What to do
Look through the records below for the line with "CellPos::new(coordinate(at)?, coordinate(at +" and the line with "plant to the", then return those lines and all lines between, exactly.

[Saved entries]

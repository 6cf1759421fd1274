//! Garden planner command handler
//!
//! Handles: garden (open, add, place, move, trash, show, suggest)

use anyhow::{anyhow, Result};
use async_trait::async_trait;
use std::sync::Arc;

use crate::commands::context::CommandContext;
use crate::commands::handler::{CommandReply, SlashCommandHandler};
use crate::commands::invocation::CommandInvocation;
use crate::commands::render::render_garden;
use crate::features::garden::{CellPos, GRID_SIZE};

const USAGE: &str = "/garden open | add <plant> | place <row> <col> <plant> | move <row> <col> <row> <col> | trash <row> <col> | show | suggest";

/// Parse a 1-based `<row> <col>` pair starting at argument `at`
fn cell_at(invocation: &CommandInvocation, at: usize) -> Result<CellPos> {
    let coordinate = |i: usize| -> Result<usize> {
        invocation
            .arg(i)
            .and_then(|v| v.parse::<usize>().ok())
            .filter(|n| (1..=GRID_SIZE).contains(n))
            .map(|n| n - 1)
            .ok_or_else(|| anyhow!("Rows and columns are numbers from 1 to {GRID_SIZE}"))
    };
    CellPos::new(coordinate(at)?, coordinate(at + 1)?)
}

pub struct GardenHandler;

#[async_trait]
impl SlashCommandHandler for GardenHandler {
    fn command_names(&self) -> &'static [&'static str] {
        &["garden"]
    }

    fn help(&self) -> &'static [(&'static str, &'static str)] {
        &[
            ("/garden open", "Open the 8x8 garden planner with your plants"),
            ("/garden add <plant>", "Add a plant to the palette"),
            ("/garden place <row> <col> <plant>", "Plant a palette plant in a cell"),
            ("/garden move <row> <col> <row> <col>", "Move a planted cell"),
            ("/garden trash <row> <col>", "Clear a cell"),
            ("/garden show | suggest", "Show the board or ask for layout advice"),
        ]
    }

    async fn handle(&self, ctx: Arc<CommandContext>, invocation: &CommandInvocation) -> Result<CommandReply> {
        let assistant = &ctx.assistant;
        let subcommand = invocation.arg(0).ok_or_else(|| anyhow!("Usage: {USAGE}"))?;

        let planner = match subcommand {
            "open" => assistant.open_garden().await,
            "show" => assistant
                .garden()
                .await
                .ok_or_else(|| anyhow!("The garden planner is not open. Start with /garden open"))?,
            "add" => {
                let name = invocation.rest(1).ok_or_else(|| anyhow!("Usage: /garden add <plant>"))?;
                let (added, planner) = assistant.with_garden(|p| Ok(p.add_plant(&name))).await?;
                if !added {
                    return Ok(CommandReply::text(format!("{name} is already in the palette.")));
                }
                planner
            }
            "place" => {
                let cell = cell_at(invocation, 1)?;
                let name = invocation
                    .rest(3)
                    .ok_or_else(|| anyhow!("Usage: /garden place <row> <col> <plant>"))?;
                assistant.with_garden(|p| p.place(&name, cell)).await?.1
            }
            "move" => {
                let from = cell_at(invocation, 1)?;
                let to = cell_at(invocation, 3)?;
                assistant.with_garden(|p| p.move_cell(from, to)).await?.1
            }
            "trash" => {
                let cell = cell_at(invocation, 1)?;
                assistant.with_garden(|p| p.trash(cell)).await?.1
            }
            "suggest" => {
                let advice = assistant.garden_suggestions().await?;
                return Ok(CommandReply::text(format!("💡 {advice}")));
            }
            other => return Err(anyhow!("Unknown garden action '{other}'. Usage: {USAGE}")),
        };

        Ok(CommandReply::text(render_garden(&planner)))
    }
}
//! Notification surface for fired reminders

use anyhow::Result;
use async_trait::async_trait;
use log::info;
use serde::{Deserialize, Serialize};
use std::fmt;
use std::io::Write;
use std::sync::Mutex;

#[derive(Debug, Clone, Copy, PartialEq, Eq, Default, Serialize, Deserialize)]
#[serde(rename_all = "lowercase")]
pub enum NotificationPermission {
    #[default]
    Default,
    Granted,
    Denied,
}

impl std::str::FromStr for NotificationPermission {
    type Err = anyhow::Error;

    fn from_str(s: &str) -> Result<Self, Self::Err> {
        match s.trim().to_ascii_lowercase().as_str() {
            "default" | "prompt" => Ok(Self::Default),
            "granted" | "enabled" => Ok(Self::Granted),
            "denied" | "disabled" => Ok(Self::Denied),
            other => Err(anyhow::anyhow!(
                "Unknown notification permission '{other}' (use default, granted or denied)"
            )),
        }
    }
}

impl fmt::Display for NotificationPermission {
    fn fmt(&self, f: &mut fmt::Formatter<'_>) -> fmt::Result {
        let s = match self {
            Self::Default => "default",
            Self::Granted => "granted",
            Self::Denied => "denied",
        };
        f.write_str(s)
    }
}

#[async_trait]
pub trait Notifier: Send + Sync {
    fn permission(&self) -> NotificationPermission;

    /// Ask for permission; a denied permission cannot be re-requested
    async fn request_permission(&self) -> NotificationPermission;

    fn show(&self, title: &str, body: &str) -> Result<()>;
}

/// Prints notifications to the terminal with a bell
pub struct TerminalNotifier {
    permission: Mutex<NotificationPermission>,
}

impl TerminalNotifier {
    pub fn new(permission: NotificationPermission) -> Self {
        Self {
            permission: Mutex::new(permission),
        }
    }
}

#[async_trait]
impl Notifier for TerminalNotifier {
    fn permission(&self) -> NotificationPermission {
        self.permission.lock().map(|p| *p).unwrap_or_default()
    }

    async fn request_permission(&self) -> NotificationPermission {
        let Ok(mut permission) = self.permission.lock() else {
            return NotificationPermission::Default;
        };
        // Asking from the terminal is the user's consent
        if *permission == NotificationPermission::Default {
            *permission = NotificationPermission::Granted;
            info!("Notification permission granted");
        }
        *permission
    }

    fn show(&self, title: &str, body: &str) -> Result<()> {
        info!("Notification: {title} - {body}");
        let mut stdout = std::io::stdout().lock();
        writeln!(stdout, "\x07🔔 {title}: {body}")?;
        stdout.flush()?;
        Ok(())
    }
}
use anyhow::Result;
use dotenvy::dotenv;
use log::{debug, info};
use std::path::PathBuf;
use std::sync::Arc;
use tokio::io::{AsyncBufReadExt, AsyncWriteExt, BufReader};

use verdant::assistant::Assistant;
use verdant::commands::{parse_input, send_chat, CommandContext, CommandRegistry, CommandReply, Input};
use verdant::core::{Config, SystemClock};
use verdant::database::Database;
use verdant::features::generator::GeminiClient;
use verdant::features::reminders::{ReminderScheduler, TerminalNotifier};
use verdant::features::weather::WeatherClient;

const BANNER: &str = "🌿 Verdant - your plant care assistant. Type /help for commands.";

async fn prompt(stdout: &mut tokio::io::Stdout) -> Result<()> {
    stdout.write_all(b"\n> ").await?;
    stdout.flush().await?;
    Ok(())
}

#[tokio::main]
async fn main() -> Result<()> {
    // Load environment variables from .env file
    dotenv().ok();

    let config = Config::load()?;

    env_logger::Builder::from_env(env_logger::Env::default().default_filter_or(&config.log_level))
        .init();

    info!("Starting Verdant...");

    let ephemeral = std::env::args().skip(1).any(|arg| arg == "--ephemeral");
    let database = if ephemeral {
        info!("Running with an in-memory store; nothing will be saved");
        Database::in_memory()?
    } else {
        Database::new(&config.database_path)?
    };

    let generator = Arc::new(GeminiClient::new(
        config.gemini_api_key.clone(),
        config.gemini_model.clone(),
        config.gemini_base_url.clone(),
    ));
    let notifier = Arc::new(TerminalNotifier::new(config.notification_permission));
    let assistant = Arc::new(Assistant::load(generator, database, notifier, Arc::new(SystemClock)));

    let ctx = Arc::new(CommandContext::new(
        assistant.clone(),
        WeatherClient::new(&config.weather_base_url),
        config.coordinates(),
        PathBuf::from(&config.export_dir),
    ));
    let registry = CommandRegistry::with_default_handlers();

    println!("{BANNER}");
    println!("{}", ctx.refresh_weather().await.summary());

    tokio::spawn(ReminderScheduler::new(assistant.clone()).run());

    let mut stdout = tokio::io::stdout();
    let mut lines = BufReader::new(tokio::io::stdin()).lines();
    prompt(&mut stdout).await?;

    while let Some(line) = lines.next_line().await? {
        let reply = match parse_input(&line) {
            Input::Empty => {
                prompt(&mut stdout).await?;
                continue;
            }
            Input::Chat(text) => send_chat(ctx.clone(), &text).await,
            Input::Command(invocation) => registry.dispatch(ctx.clone(), &invocation).await,
        };

        match reply {
            Ok(CommandReply::Quit) => break,
            Ok(CommandReply::Text(text)) if text.is_empty() => {}
            Ok(CommandReply::Text(text)) => println!("{text}"),
            Err(e) => {
                debug!("Command failed: {e:#}");
                println!("❌ {e}");
            }
        }
        prompt(&mut stdout).await?;
    }

    info!("Goodbye");
    println!("🌱 Goodbye!");
    Ok(())
}
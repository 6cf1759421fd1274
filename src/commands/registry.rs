//! Command handler registry
//!
//! - **Version**: 1.1.0
//! - **Since**: 0.1.0
//!
//! ## Changelog
//! - 1.1.0: Add `dispatch`
//! - 1.0.0: Initial implementation for handler dispatch

use anyhow::{bail, Result};
use log::debug;
use std::collections::HashMap;
use std::sync::Arc;

use super::context::CommandContext;
use super::handler::{CommandReply, SlashCommandHandler};
use super::invocation::CommandInvocation;

/// Registry mapping command names to handlers
///
/// Multiple command names can map to the same handler if they share logic.
///
/// # Example
///
/// ```ignore
/// let mut registry = CommandRegistry::new();
/// registry.register(Arc::new(UtilityHandler));
///
/// let reply = registry.dispatch(ctx, &invocation).await?;
/// ```
#[derive(Clone)]
pub struct CommandRegistry {
    handlers: HashMap<&'static str, Arc<dyn SlashCommandHandler>>,
}

impl CommandRegistry {
    /// Create a new empty registry
    pub fn new() -> Self {
        Self {
            handlers: HashMap::new(),
        }
    }

    /// Registry with every built-in handler
    pub fn with_default_handlers() -> Self {
        let mut registry = Self::new();
        for handler in super::handlers::create_all_handlers() {
            registry.register(handler);
        }
        registry
    }

    /// Register a handler for its declared command names
    pub fn register(&mut self, handler: Arc<dyn SlashCommandHandler>) {
        for name in handler.command_names() {
            self.handlers.insert(name, Arc::clone(&handler));
        }
    }

    /// Get handler for a command name
    pub fn get(&self, name: &str) -> Option<Arc<dyn SlashCommandHandler>> {
        self.handlers.get(name).cloned()
    }

    pub fn contains(&self, name: &str) -> bool {
        self.handlers.contains_key(name)
    }

    /// Number of registered command names
    ///
    /// A handler registered for multiple names is counted once per name.
    pub fn len(&self) -> usize {
        self.handlers.len()
    }

    pub fn is_empty(&self) -> bool {
        self.handlers.is_empty()
    }

    pub fn command_names(&self) -> impl Iterator<Item = &&'static str> {
        self.handlers.keys()
    }

    /// Route an invocation to its handler
    pub async fn dispatch(&self, ctx: Arc<CommandContext>, invocation: &CommandInvocation) -> Result<CommandReply> {
        let Some(handler) = self.get(&invocation.name) else {
            bail!(
                "Unknown command /{}. Type /help for a list of commands.",
                invocation.name
            );
        };
        debug!("Dispatching /{} with {} arg(s)", invocation.name, invocation.args.len());
        handler.handle(ctx, invocation).await
    }
}

impl Default for CommandRegistry {
    fn default() -> Self {
        Self::new()
    }
}

#[cfg(test)]
mod tests {
    use super::*;
    use crate::commands::context::testing::test_context;
    use async_trait::async_trait;

    struct MockHandler {
        names: &'static [&'static str],
    }

    #[async_trait]
    impl SlashCommandHandler for MockHandler {
        fn command_names(&self) -> &'static [&'static str] {
            self.names
        }

        async fn handle(&self, _ctx: Arc<CommandContext>, invocation: &CommandInvocation) -> Result<CommandReply> {
            Ok(CommandReply::text(format!("handled {}", invocation.name)))
        }
    }

    #[test]
    fn test_registry_new_is_empty() {
        let registry = CommandRegistry::new();
        assert!(registry.is_empty());
        assert_eq!(registry.len(), 0);
        assert!(CommandRegistry::default().is_empty());
    }

    #[test]
    fn test_registry_register_multiple_names() {
        let mut registry = CommandRegistry::new();
        registry.register(Arc::new(MockHandler {
            names: &["remind", "reminders", "notify"],
        }));

        assert_eq!(registry.len(), 3);
        assert!(registry.contains("remind"));
        assert!(registry.contains("notify"));
        assert!(!registry.contains("calendar"));
        assert!(registry.get("reminders").is_some());
        assert!(registry.get("missing").is_none());
    }

    #[test]
    fn test_default_handlers_cover_every_command() {
        let registry = CommandRegistry::with_default_handlers();
        for name in [
            "help", "quit", "new", "chats", "select", "delete", "show", "upload", "edit", "feedback",
            "weather", "remind", "reminders", "notify", "calendar", "garden", "export",
        ] {
            assert!(registry.contains(name), "/{name} is not registered");
        }
    }

    #[tokio::test]
    async fn test_dispatch() {
        let (ctx, _) = test_context();
        let mut registry = CommandRegistry::new();
        registry.register(Arc::new(MockHandler { names: &["ping"] }));

        let reply = registry
            .dispatch(ctx.clone(), &CommandInvocation::new("ping", &[]))
            .await
            .unwrap();
        assert_eq!(reply, CommandReply::text("handled ping"));

        let err = registry
            .dispatch(ctx, &CommandInvocation::new("pong", &[]))
            .await
            .unwrap_err();
        assert!(err.to_string().starts_with("Unknown command /pong"));
    }
}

Task solution
    CellPos::new(coordinate(at)?, coordinate(at + 1)?)
}

pub struct GardenHandler;

#[async_trait]
impl SlashCommandHandler for GardenHandler {
    fn command_names(&self) -> &'static [&'static str] {
        &["garden"]
    }

    fn help(&self) -> &'static [(&'static str, &'static str)] {
        &[
            ("/garden open", "Open the 8x8 garden planner with your plants"),
            ("/garden add <plant>", "Add a plant to the palette"),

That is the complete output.